Cette musique que d'aucuns jugeront impersonnelle ne l'est nullement. Tout s'y trouve : une mélodie, radicalement neutre et impossible à mémoriser, où les 12 demi-tons se suivent dans un désordre subtil, un rythme implacable dont se souviendront encore les minimalistes et un plaisir évident d'écrire la musique la moins expressive possible. Voici quelques échantillons sortis du laboratoire - les mauvaises langues diront de l'usine - de Hauer : Zwölftonspiele pour orchestre (9.1957), flûte, hautbois et quatuor à cordes (1.1958), piano à 4 mains (7.1956), violon et clavecin (8.1948), clavecin (6.1955), quatuor à cordes et piano à 4 mains (4.1957) et pianoforte (1946), orchestre de chambre (10.1957).
J'aime la musique de Hauer même si, soyons lucides, il n'a jamais eu le génie de Schönberg : travaillant essentiellement à l'intuition et revendiquant une musique aussi impersonnelle que possible, il n'a guère préparé la programmation de ses oeuvres au concert. Bien qu'ayant reçu beaucoup d'hommages académiques, dans son pays natal, il est resté sans illusion quant au sort que la postérité réserverait à son oeuvre. Les studios d'enregistrements tentent cependant de réparer cette injustice et quelques CD sont facilement accessibles.

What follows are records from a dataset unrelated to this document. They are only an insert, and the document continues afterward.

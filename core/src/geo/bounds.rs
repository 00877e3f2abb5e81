use crate::geo::projector::{meters_per_deg_lng, LngLat, METERS_PER_DEG_LAT};
use serde::{Deserialize, Serialize};

/// Geographic rectangle used for initial map framing.
#[derive(Debug, Clone, Copy, PartialEq, Serialize, Deserialize)]
pub struct GeoBounds {
    pub south_west: LngLat,
    pub north_east: LngLat,
}

/// Min/max rectangle over a point set, expanded by a meter-based padding
/// converted to degrees at the box's average latitude. Empty input yields
/// no bounds rather than an infinite rectangle.
pub fn bounding_box(points: &[LngLat], padding_meters: f64) -> Option<GeoBounds> {
    let first = points.first()?;
    let mut min_lng = first.lng;
    let mut max_lng = first.lng;
    let mut min_lat = first.lat;
    let mut max_lat = first.lat;

    for p in &points[1..] {
        min_lng = min_lng.min(p.lng);
        max_lng = max_lng.max(p.lng);
        min_lat = min_lat.min(p.lat);
        max_lat = max_lat.max(p.lat);
    }

    let avg_lat = (min_lat + max_lat) / 2.0;
    let d_lng = padding_meters / meters_per_deg_lng(avg_lat);
    let d_lat = padding_meters / METERS_PER_DEG_LAT;

    Some(GeoBounds {
        south_west: LngLat::new(min_lng - d_lng, min_lat - d_lat),
        north_east: LngLat::new(max_lng + d_lng, max_lat + d_lat),
    })
}

#[cfg(test)]
mod tests {
    use super::*;

    #[test]
    fn empty_point_set_has_no_bounds() {
        assert!(bounding_box(&[], 40.0).is_none());
    }

    #[test]
    fn box_covers_all_points() {
        let points = [
            LngLat::new(7.18, 52.33),
            LngLat::new(7.19, 52.34),
            LngLat::new(7.185, 52.335),
        ];
        let bounds = bounding_box(&points, 0.0).unwrap();
        assert_eq!(bounds.south_west, LngLat::new(7.18, 52.33));
        assert_eq!(bounds.north_east, LngLat::new(7.19, 52.34));
    }

    #[test]
    fn padding_expands_in_degrees() {
        let points = [LngLat::new(7.0, 52.0)];
        let bounds = bounding_box(&points, METERS_PER_DEG_LAT).unwrap();
        // One full degree of latitude on each side.
        assert!((bounds.north_east.lat - 53.0).abs() < 1e-9);
        assert!((bounds.south_west.lat - 51.0).abs() < 1e-9);
        // More than a degree of longitude at 52° N.
        assert!(bounds.north_east.lng - 7.0 > 1.0);
    }
}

Désabusé, Hauer a signé l'ensemble de son œuvre de cette petite phrase non exempte d’amertume : " Le père spirituel et malgré de nombreux imitateurs, le maître et connaisseur authentique de la musique à douze sons ". On devine qu'elle n'a pas vraiment dû l'aider dans la bataille de reconnaissance de paternité qu’il a menée contre Schönberg.